4. Sorting & comparison

# 2-Dimensional Array (Matrix)
B = np.array([[1, 2], [3, 4], [5, 6]])
print("B =\n", B)
print("dtype:", B.dtype)
print("shape:", B.shape)   # (rows, columns)
print("ndim :", B.ndim)
B =
 [[1 2]
 [3 4]
 [5 6]]
dtype: int64
shape: (3, 2)
ndim : 2

np.sort returns a sorted copy; np.argsort returns the indices that would sort the array — useful for ranking predictions or retrieving nearest neighbours.

arr = np.array([5.9, 0.0, 3.0, -2.1])
print("sorted       :", np.sort(arr))
print("argsort      :", np.argsort(arr))           # [3, 1, 2, 0]
print("arr[argsort] :", arr[np.argsort(arr)])       # same as sorted
sorted       : [-2.1  0.   3.   5.9]
argsort      : [3 1 2 0]
arr[argsort] : [-2.1  0.   3.   5.9]

For 2-D arrays, pass axis to sort along rows or columns.

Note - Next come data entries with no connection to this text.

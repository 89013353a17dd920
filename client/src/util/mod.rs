//! Helpers shared by pages: date math, display formatting, route params,
//! role guards, list loading, and `localStorage` access.
//!
//! Browser calls stay behind `hydrate` gates here so the rest of the crate
//! renders and tests on the server.

pub mod auth;
pub mod dates;
pub mod format;
pub mod load;
pub mod route;
pub mod storage;
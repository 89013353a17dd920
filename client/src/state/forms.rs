//! Form models and validation for every editable screen.
//!
//! Inputs are held as the raw strings the user typed; `validate` turns them
//! into API payloads or an inline error message.

#[cfg(test)]
#[path = "forms_test.rs"]
mod forms_test;

use crate::net::types::{
    LoginRequest, NewReview, Price, Product, ProductPayload, ProviderProfile, RegisterRequest, Role, Service,
    ServicePayload,
};

/// Shortest service the salon schedules, in minutes.
pub const MIN_SERVICE_DURATION: u32 = 5;
pub const MIN_PASSWORD_LEN: usize = 6;

// =============================================================================
// ADMIN
// =============================================================================

#[derive(Clone, Debug, Default, PartialEq, Eq)]
pub struct ServiceForm {
    pub name: String,
    pub description: String,
    pub price: String,
    pub duration: String,
    pub category: String,
}

impl ServiceForm {
    #[must_use]
    pub fn from_service(service: &Service) -> Self {
        Self {
            name: service.name.clone(),
            description: service.description.clone().unwrap_or_default(),
            price: service.price.to_string(),
            duration: service.duration.to_string(),
            category: service.category.clone().unwrap_or_default(),
        }
    }

    /// # Errors
    ///
    /// Returns a message when name, price, or duration is invalid.
    pub fn validate(&self) -> Result<ServicePayload, &'static str> {
        let name = required(&self.name).ok_or("Service name is required.")?;
        let price = Price::parse(&self.price).ok_or("Enter a valid price, e.g. 25 or 25.50.")?;
        let duration = self
            .duration
            .trim()
            .parse::<u32>()
            .ok()
            .filter(|d| *d >= MIN_SERVICE_DURATION)
            .ok_or("Duration must be at least 5 minutes.")?;
        Ok(ServicePayload {
            name,
            description: self.description.trim().to_owned(),
            price,
            duration,
            category: self.category.trim().to_owned(),
        })
    }
}

#[derive(Clone, Debug, Default, PartialEq, Eq)]
pub struct ProductForm {
    pub name: String,
    pub description: String,
    pub price: String,
    pub category: String,
    pub stock: String,
}

impl ProductForm {
    #[must_use]
    pub fn from_product(product: &Product) -> Self {
        Self {
            name: product.name.clone(),
            description: product.description.clone().unwrap_or_default(),
            price: product.price.to_string(),
            category: product.category.clone().unwrap_or_default(),
            stock: product.stock.to_string(),
        }
    }

    /// # Errors
    ///
    /// Returns a message when name, price, or stock is invalid.
    pub fn validate(&self) -> Result<ProductPayload, &'static str> {
        let name = required(&self.name).ok_or("Product name is required.")?;
        let price = Price::parse(&self.price).ok_or("Enter a valid price, e.g. 25 or 25.50.")?;
        let stock = match self.stock.trim() {
            "" => 0,
            raw => raw
                .parse::<i64>()
                .ok()
                .filter(|s| *s >= 0)
                .ok_or("Stock must be a whole number of zero or more.")?,
        };
        Ok(ProductPayload {
            name,
            description: self.description.trim().to_owned(),
            price,
            category: self.category.trim().to_owned(),
            stock,
        })
    }
}

// =============================================================================
// REVIEWS
// =============================================================================

#[derive(Clone, Debug, PartialEq, Eq)]
pub struct ReviewForm {
    pub rating: u8,
    pub comment: String,
}

impl Default for ReviewForm {
    fn default() -> Self {
        Self { rating: 5, comment: String::new() }
    }
}

impl ReviewForm {
    /// # Errors
    ///
    /// Returns a message when the rating is outside 1-5 or the comment is blank.
    pub fn validate(&self, provider_id: i64, appointment_id: Option<i64>) -> Result<NewReview, &'static str> {
        if !(1..=5).contains(&self.rating) {
            return Err("Rating must be between 1 and 5.");
        }
        let comment = required(&self.comment).ok_or("Please share a few words about your visit.")?;
        Ok(NewReview { provider_id, appointment_id, rating: self.rating, comment })
    }
}

// =============================================================================
// PROVIDER PROFILE
// =============================================================================

#[derive(Clone, Debug, Default, PartialEq, Eq)]
pub struct ProfileForm {
    pub bio: String,
    pub specialties: String,
}

impl ProfileForm {
    #[must_use]
    pub fn to_profile(&self) -> ProviderProfile {
        ProviderProfile { bio: self.bio.trim().to_owned(), specialties: self.specialties.trim().to_owned() }
    }
}

// =============================================================================
// ACCOUNT
// =============================================================================

#[derive(Clone, Debug, Default, PartialEq, Eq)]
pub struct LoginForm {
    pub email: String,
    pub password: String,
}

impl LoginForm {
    /// # Errors
    ///
    /// Returns a message when either field is empty.
    pub fn validate(&self) -> Result<LoginRequest, &'static str> {
        let email = self.email.trim();
        if email.is_empty() || self.password.is_empty() {
            return Err("Enter your email and password.");
        }
        Ok(LoginRequest { email: email.to_owned(), password: self.password.clone() })
    }
}

#[derive(Clone, Debug, Default, PartialEq, Eq)]
pub struct RegisterForm {
    pub name: String,
    pub email: String,
    pub phone: String,
    pub password: String,
    pub confirm_password: String,
}

impl RegisterForm {
    /// # Errors
    ///
    /// Returns the first problem found, in field order.
    pub fn validate(&self) -> Result<RegisterRequest, &'static str> {
        let name = required(&self.name).ok_or("Name is required.")?;
        let email = self.email.trim();
        if !looks_like_email(email) {
            return Err("Enter a valid email address.");
        }
        if self.password.chars().count() < MIN_PASSWORD_LEN {
            return Err("Password must be at least 6 characters.");
        }
        if self.password != self.confirm_password {
            return Err("Passwords do not match.");
        }
        Ok(RegisterRequest {
            name,
            email: email.to_owned(),
            password: self.password.clone(),
            phone: required(&self.phone),
            role: Role::Client,
        })
    }
}

fn required(value: &str) -> Option<String> {
    let trimmed = value.trim();
    (!trimmed.is_empty()).then(|| trimmed.to_owned())
}

fn looks_like_email(value: &str) -> bool {
    value
        .split_once('@')
        .is_some_and(|(local, domain)| !local.is_empty() && domain.contains('.') && !domain.ends_with('.'))
}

A_25 = np.array([[3, 4, 5, 1, 2], [9, 7, 8, 6, 0]])
print("sort each row (axis=1):\n",    np.sort(A_25, axis=1))
print("argsort each row (axis=1):\n", np.argsort(A_25, axis=1))
sort each row (axis=1):
 [[1 2 3 4 5]
 [0 6 7 8 9]]
argsort each row (axis=1):
 [[3 4 0 1 2]
 [4 3 1 2 0]]

np.allclose checks element-wise equality up to a tolerance — handy when unit-testing numerical implementations.

a = np.array([1.0, 2.0, 3.0])
b = a + 1e-8
print("Exact equal  :", np.all(a == b))
print("Close enough :", np.allclose(a, b, atol=1e-6))
Exact equal  : False
Close enough : True

5. Vectorization

Vectorization is the process of applying an operation to an entire array at once, rather than iterating through its elements using a for loop. This results in cleaner code and massive performance boosts.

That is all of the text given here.